Girls didn’t play football at my school. It wasn’t that we weren’t sporty – we still beat the shit out of each other with rounders bats in the summer and hockey sticks in the winter – but, like many girls, football just wasn’t available to us. In many cases, it still isn’t.
It’s little wonder, then, that it has taken so long for women’s football to enter the mainstream. But when the World Cup starts in France on 7 June, it looks like millions of us will finally be taking our rightful places on the sofa and giving the game the attention it deserves. And despite the heartbreak at the last tournament, when England lost to Japan in the semi-finals due to a last-minute own goal, there is every chance that we could lift the trophy this year, bringing an end to the 50 years of hurt since England has won an international football tournament.
Women’s football’s journey from novelty outsider to national event has been a long one. Fifty years ago, women's football didn’t even have a World Cup, which isn’t surprising considering that the game has lacked official backing – let alone brand support – for so long.

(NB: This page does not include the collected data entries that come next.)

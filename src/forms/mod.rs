//! Form inputs, validated into JSON or multipart request bodies.

mod catalog_form;
mod discount_form;
mod media_form;
mod product_form;
mod tag_form;
mod user_form;

pub use catalog_form::*;
pub use discount_form::*;
pub use media_form::*;
pub use product_form::*;
pub use tag_form::*;
pub use user_form::*;

use std::{collections::BTreeMap, fmt};

use crate::error::{AppError, Result};

/// Whether a form creates a record or edits an existing one.
#[derive(Debug, Clone, Copy, PartialEq, Eq, Default)]
pub enum FormMode {
    #[default]
    Create,
    Edit,
}

/// Validation messages keyed by field name. The first message for a field wins.
#[derive(Debug, Clone, Default, PartialEq, Eq)]
pub struct FieldErrors(BTreeMap<&'static str, String>);

impl FieldErrors {
    pub fn new() -> Self {
        Self::default()
    }

    pub fn add(&mut self, field: &'static str, message: impl Into<String>) {
        self.0.entry(field).or_insert_with(|| message.into());
    }

    pub fn get(&self, field: &str) -> Option<&str> {
        self.0.get(field).map(String::as_str)
    }

    pub fn contains(&self, field: &str) -> bool {
        self.0.contains_key(field)
    }

    pub fn is_empty(&self) -> bool {
        self.0.is_empty()
    }

    pub fn len(&self) -> usize {
        self.0.len()
    }

    pub fn iter(&self) -> impl Iterator<Item = (&'static str, &str)> {
        self.0.iter().map(|(field, message)| (*field, message.as_str()))
    }

    pub fn into_result(self) -> Result<()> {
        if self.is_empty() {
            Ok(())
        } else {
            Err(AppError::Validation(self))
        }
    }
}

impl fmt::Display for FieldErrors {
    fn fmt(&self, f: &mut fmt::Formatter<'_>) -> fmt::Result {
        for (i, (field, message)) in self.iter().enumerate() {
            if i > 0 {
                f.write_str("; ")?;
            }
            write!(f, "{}: {}", field, message)?;
        }
        Ok(())
    }
}

/// Trimmed value, or `None` when blank.
pub(crate) fn non_empty(value: Option<&str>) -> Option<&str> {
    value.map(str::trim).filter(|v| !v.is_empty())
}

pub(crate) fn flag(value: bool) -> &'static str {
    if value { "1" } else { "0" }
}

#[cfg(test)]
mod tests {
    use super::*;

    #[test]
    fn keeps_first_message_per_field() {
        let mut errors = FieldErrors::new();
        errors.add("name", "Name is required");
        errors.add("name", "Name is too short");
        errors.add("email", "Email is required");

        assert_eq!(errors.len(), 2);
        assert_eq!(errors.get("name"), Some("Name is required"));
        assert_eq!(
            errors.to_string(),
            "email: Email is required; name: Name is required"
        );
        assert!(matches!(errors.into_result(), Err(AppError::Validation(_))));
        assert!(FieldErrors::new().into_result().is_ok());
    }

    #[test]
    fn blank_values() {
        assert_eq!(non_empty(Some("  x ")), Some("x"));
        assert_eq!(non_empty(Some("   ")), None);
        assert_eq!(non_empty(None), None);
    }
}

My own love of the game at every level and every league meant that I taught myself to play. I wasn’t bad, but unfortunately I wasn’t that good either, and after moving down to London I chanced my arm and tried out for Leyton ladies; I was shit, but I didn’t care. I’m not in it for the glory and I don’t need to watch the A-listers; I can do Wembley Stadium or Hackney Marshes, men or women, rain or shine.
The Lionesses probably have similar motivations to me, but their capabilities are vastly superior. And with a genuine prospect of World Cup glory this summer, I am properly excited. Women's football is no longer a curiosity on the fringes; it feels like the country is getting behind the team at last.
Should it matter that it’s the women’s team? Well, yes and no. While the men’s team were glorious in defeat, they still had their own semi-final failure last year and, before that, England footy fans got used to watching the men throwing tournaments away with their lacklustre play and overprivileged, pampered players. The women’s game has not been built this way; instead, its players have put their heads down and played like the Lionesses that they are. They put footy before everything else – the Cheshire mansions and the Overfinch Range Rovers – and guess what? It’s paying off.
Hopefully now, after years of playing for a nation that didn’t even know their names, and through their own hard work and some grassroots sponsorship support by brands savvy enough to recognise a market asset that is about to explode, their on-pitch stories will become more famous than the off-pitch ones that plague the male game. Imagine that.
That’s not the only area needing some equality in the beautiful game. Fifa may have doubled the amount it pays out to women at this year’s tournament, but the footy gender pay gap is still there. And while some brands have committed to spending as much on the women’s game as the men’s, it’s not enough. Let’s support the players by ensuring they get paid appropriately and creating a legacy that grows the game in ways that my generation of girls weren’t able to do.
We had no "Rose of the Rovers" to read growing up and that unequal attention has been at the root of unequal pay. But we can help change that by turning on the TV this summer – or even travelling to France – to support our women.
So give your kids new heroes to wear on their shirts and posters to stick on their bedroom walls. Let’s make sure this summer they can deliver their own '66 for us all and, in the process, smash through the grass ceiling. It’s fucking coming home and I cannot wait.